Figure 5. Resistance to Vpu antagonism requires mutations in the tyrosine and serine/threonine motifs in Tetherin.

(A) Amino acid sequences of l-Tetherin mutants that disrupt the tyrosine motif (l-AxA), the serine/threonine residues (l-STS) and the combined mutant (l-SY). (B) 293T cells were transfected with HIV-1 Gag-Pol and Tetherin expression vectors plus increasing amounts of plasmids expressing the viral antagonist Vpu (25 or 100 ng). VLPs (Top panels) from supernatants were purified 48 h post transfection and analyzed for HIV-1 Gag p24 release by Western blot. Cell lysates were probed for cellular levels of HIV-1 Gag and Tetherin. As in Figure 2C (*) indicates an unknown species often seen upon transient Tetherin expression in 293T cells. Titration of Vpu was detected using anti-Vpu antibody. GAPDH is used as a lysate loading control.

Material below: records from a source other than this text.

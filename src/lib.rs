#![forbid(unsafe_code)]
#![deny(clippy::all)]
#![allow(
    clippy::module_name_repetitions,
    clippy::missing_errors_doc,
    clippy::must_use_candidate,
    clippy::cast_possible_truncation
)]

//! Storage foundation for a teaching-quality database.
//!
//! Two layers over a host file:
//!
//! * the **paged file** layer ([`PagedFileManager`]) — fixed-size pages
//!   behind a bounded buffer pool with pin-count discipline, LRU/MRU
//!   replacement, dirty write-back, a per-file free-page list and I/O
//!   accounting;
//! * the **record heap** layer ([`HeapFileManager`]) — variable-length
//!   records on slotted pages, addressed by stable [`Rid`]s.
//!
//! All access is single-threaded; the library assumes exclusive use of
//! its files for the lifetime of the process. Every pinned page must be
//! released before its file can be closed.

pub mod core;

pub use crate::core::common::error::OxibaseError;
pub use crate::core::common::types::{FileId, PageNum, Rid, SlotNum};
pub use crate::core::config::Config;
pub use crate::core::storage::heap::{HeapFileManager, HeapScan};
pub use crate::core::storage::pf::{
    IoStats, PageData, PagedFileManager, ReplacementPolicy, PAGE_SIZE,
};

Figure 6. Tetherin isoforms differentially activate NF-κB.

(A) 293T cells transiently co-transfected with either a wt, l-Tetherin, s-Tetherin or l-AxA encoding plasmid plus an NF-κB responsive firefly luciferase reporter plasmid were lysed and analyzed for luciferase activity 24 h post transfection. Myc-TRAF6 used as a positive control for NF-κB activation. NF-κB signaling experiments (n = 8 in triplicates) were analyzed by one-way ANOVA. (B) Luciferase assay for AP-1 activation was assessed as in (A) using an AP1 responsive firefly luciferase plasmid (500 ng) in the presence of the same Tetherin encoding plasmids. MEKK1 and myc-TRAF6 were used as positive controls for AP1 activation. AP1 signaling experiments (n = 4 in triplicates) were analyzed by one-way ANOVA. (C) Wt and l-Tetherin were co-transfected with increasing amounts of a FLAG epitope tagged dominant negative (DN)-IKKβ and the NF-κB responsive luciferase reporter. Myc-TRAF6 was used as a positive control (n = 3 in triplicates). Representative blot showing expression of co-transfected constructs as well as a GAPDH loading control. On the Western blots, as in Figure 2C, (*) indicates unknown species. In the graphs ns = not significant; *** p<0.001.

Figure 7. s-Tetherin modulates l-Tetherin-mediated NF-κB induction.

293T cells were transiently transfected with an NF-κB luciferase reporter and varying ratios of l- and s-Tetherin expression vectors with the total tetherin expression plasmids amount kept constant. Cells were lysed and analyzed for luciferase activity. In parallel, an l:s titration (black bars) was compared to l-Tetherin titrated with empty plasmid (white bars). wt Tetherin signaling (grey bar) was assessed during each experimental replicate (n = 9 in triplicate). Two-way ANOVA performed to assess statistical significance. A representative Western blot for Tetherin is shown for each set of titrations. *p<0.05; ***p<0.001, **** p<0.0001.